WHAT YOU HAVE TO DO
Look over the material for the string "LockConfig". Copy every line where it turns up.

--------------------

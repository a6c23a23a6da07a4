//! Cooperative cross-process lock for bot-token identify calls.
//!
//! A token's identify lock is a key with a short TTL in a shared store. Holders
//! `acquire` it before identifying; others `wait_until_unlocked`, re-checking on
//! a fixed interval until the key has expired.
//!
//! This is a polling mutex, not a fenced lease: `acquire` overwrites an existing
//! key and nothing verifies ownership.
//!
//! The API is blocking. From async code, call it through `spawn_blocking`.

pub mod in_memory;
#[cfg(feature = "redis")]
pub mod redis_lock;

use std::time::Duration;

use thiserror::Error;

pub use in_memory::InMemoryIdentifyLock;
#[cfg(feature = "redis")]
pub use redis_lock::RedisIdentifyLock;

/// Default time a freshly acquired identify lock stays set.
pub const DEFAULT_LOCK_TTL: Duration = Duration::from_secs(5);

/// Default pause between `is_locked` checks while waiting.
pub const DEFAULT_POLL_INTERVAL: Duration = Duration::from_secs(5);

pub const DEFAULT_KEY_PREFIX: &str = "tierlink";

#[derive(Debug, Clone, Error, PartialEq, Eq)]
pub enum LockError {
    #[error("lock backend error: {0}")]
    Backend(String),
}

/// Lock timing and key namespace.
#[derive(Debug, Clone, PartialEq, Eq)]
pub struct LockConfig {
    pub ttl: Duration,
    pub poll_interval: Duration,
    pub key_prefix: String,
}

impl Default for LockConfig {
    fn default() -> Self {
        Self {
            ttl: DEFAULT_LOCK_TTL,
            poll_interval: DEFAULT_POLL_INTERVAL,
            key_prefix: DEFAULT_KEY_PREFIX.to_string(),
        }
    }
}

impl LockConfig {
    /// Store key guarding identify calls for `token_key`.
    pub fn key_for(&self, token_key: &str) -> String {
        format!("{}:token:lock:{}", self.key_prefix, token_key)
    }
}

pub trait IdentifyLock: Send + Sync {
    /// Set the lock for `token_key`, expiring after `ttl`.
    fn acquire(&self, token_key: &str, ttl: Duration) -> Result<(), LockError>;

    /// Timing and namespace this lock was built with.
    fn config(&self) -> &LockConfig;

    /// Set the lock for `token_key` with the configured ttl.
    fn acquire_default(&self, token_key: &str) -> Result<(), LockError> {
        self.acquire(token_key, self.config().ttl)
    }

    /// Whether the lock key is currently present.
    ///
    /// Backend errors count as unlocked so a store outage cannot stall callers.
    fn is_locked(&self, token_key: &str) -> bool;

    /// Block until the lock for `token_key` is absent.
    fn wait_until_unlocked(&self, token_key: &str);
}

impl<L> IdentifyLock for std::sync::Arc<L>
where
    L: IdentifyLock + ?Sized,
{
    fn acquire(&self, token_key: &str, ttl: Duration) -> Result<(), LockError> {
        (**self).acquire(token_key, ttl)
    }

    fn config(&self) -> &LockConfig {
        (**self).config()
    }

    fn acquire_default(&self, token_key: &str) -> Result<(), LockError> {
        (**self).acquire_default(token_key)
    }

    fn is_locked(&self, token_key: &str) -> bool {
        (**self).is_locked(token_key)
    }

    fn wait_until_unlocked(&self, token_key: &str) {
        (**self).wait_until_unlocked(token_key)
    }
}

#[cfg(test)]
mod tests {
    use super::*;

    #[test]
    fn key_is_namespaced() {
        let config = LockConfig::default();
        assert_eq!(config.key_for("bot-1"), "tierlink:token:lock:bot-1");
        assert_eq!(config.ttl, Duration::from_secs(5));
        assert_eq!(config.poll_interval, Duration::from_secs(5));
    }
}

--------------------

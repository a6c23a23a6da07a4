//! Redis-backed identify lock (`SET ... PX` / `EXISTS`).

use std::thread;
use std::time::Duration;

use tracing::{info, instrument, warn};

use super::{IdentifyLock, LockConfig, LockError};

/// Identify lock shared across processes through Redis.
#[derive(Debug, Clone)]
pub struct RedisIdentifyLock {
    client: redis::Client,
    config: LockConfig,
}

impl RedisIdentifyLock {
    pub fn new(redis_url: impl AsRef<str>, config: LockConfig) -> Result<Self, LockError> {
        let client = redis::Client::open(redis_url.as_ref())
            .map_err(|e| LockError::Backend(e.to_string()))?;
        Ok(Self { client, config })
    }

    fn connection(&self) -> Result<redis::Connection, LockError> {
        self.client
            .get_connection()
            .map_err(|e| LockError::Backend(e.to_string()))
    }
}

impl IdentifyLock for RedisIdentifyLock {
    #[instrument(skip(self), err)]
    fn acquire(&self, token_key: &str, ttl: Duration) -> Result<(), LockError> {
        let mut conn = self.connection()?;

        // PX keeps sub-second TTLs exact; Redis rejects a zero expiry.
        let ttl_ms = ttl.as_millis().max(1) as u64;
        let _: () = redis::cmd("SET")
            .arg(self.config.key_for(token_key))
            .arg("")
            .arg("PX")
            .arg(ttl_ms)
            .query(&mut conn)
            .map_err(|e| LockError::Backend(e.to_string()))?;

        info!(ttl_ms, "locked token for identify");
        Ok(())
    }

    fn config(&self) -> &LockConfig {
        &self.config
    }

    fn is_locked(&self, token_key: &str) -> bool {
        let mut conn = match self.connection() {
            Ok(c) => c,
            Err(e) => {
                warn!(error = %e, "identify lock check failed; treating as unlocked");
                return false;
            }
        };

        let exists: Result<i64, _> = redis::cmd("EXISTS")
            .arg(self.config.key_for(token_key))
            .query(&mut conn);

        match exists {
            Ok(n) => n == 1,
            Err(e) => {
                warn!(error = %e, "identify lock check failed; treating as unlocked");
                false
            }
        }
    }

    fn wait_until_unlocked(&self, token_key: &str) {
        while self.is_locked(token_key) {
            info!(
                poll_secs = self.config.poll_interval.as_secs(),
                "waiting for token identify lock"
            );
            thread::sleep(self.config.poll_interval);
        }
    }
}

--------------------

YOUR RESPONSE
pub struct LockConfig {
impl Default for LockConfig {
impl LockConfig {
    fn config(&self) -> &LockConfig;
    fn config(&self) -> &LockConfig {
        let config = LockConfig::default();
use super::{IdentifyLock, LockConfig, LockError};
    config: LockConfig,
    pub fn new(redis_url: impl AsRef<str>, config: LockConfig) -> Result<Self, LockError> {
    fn config(&self) -> &LockConfig {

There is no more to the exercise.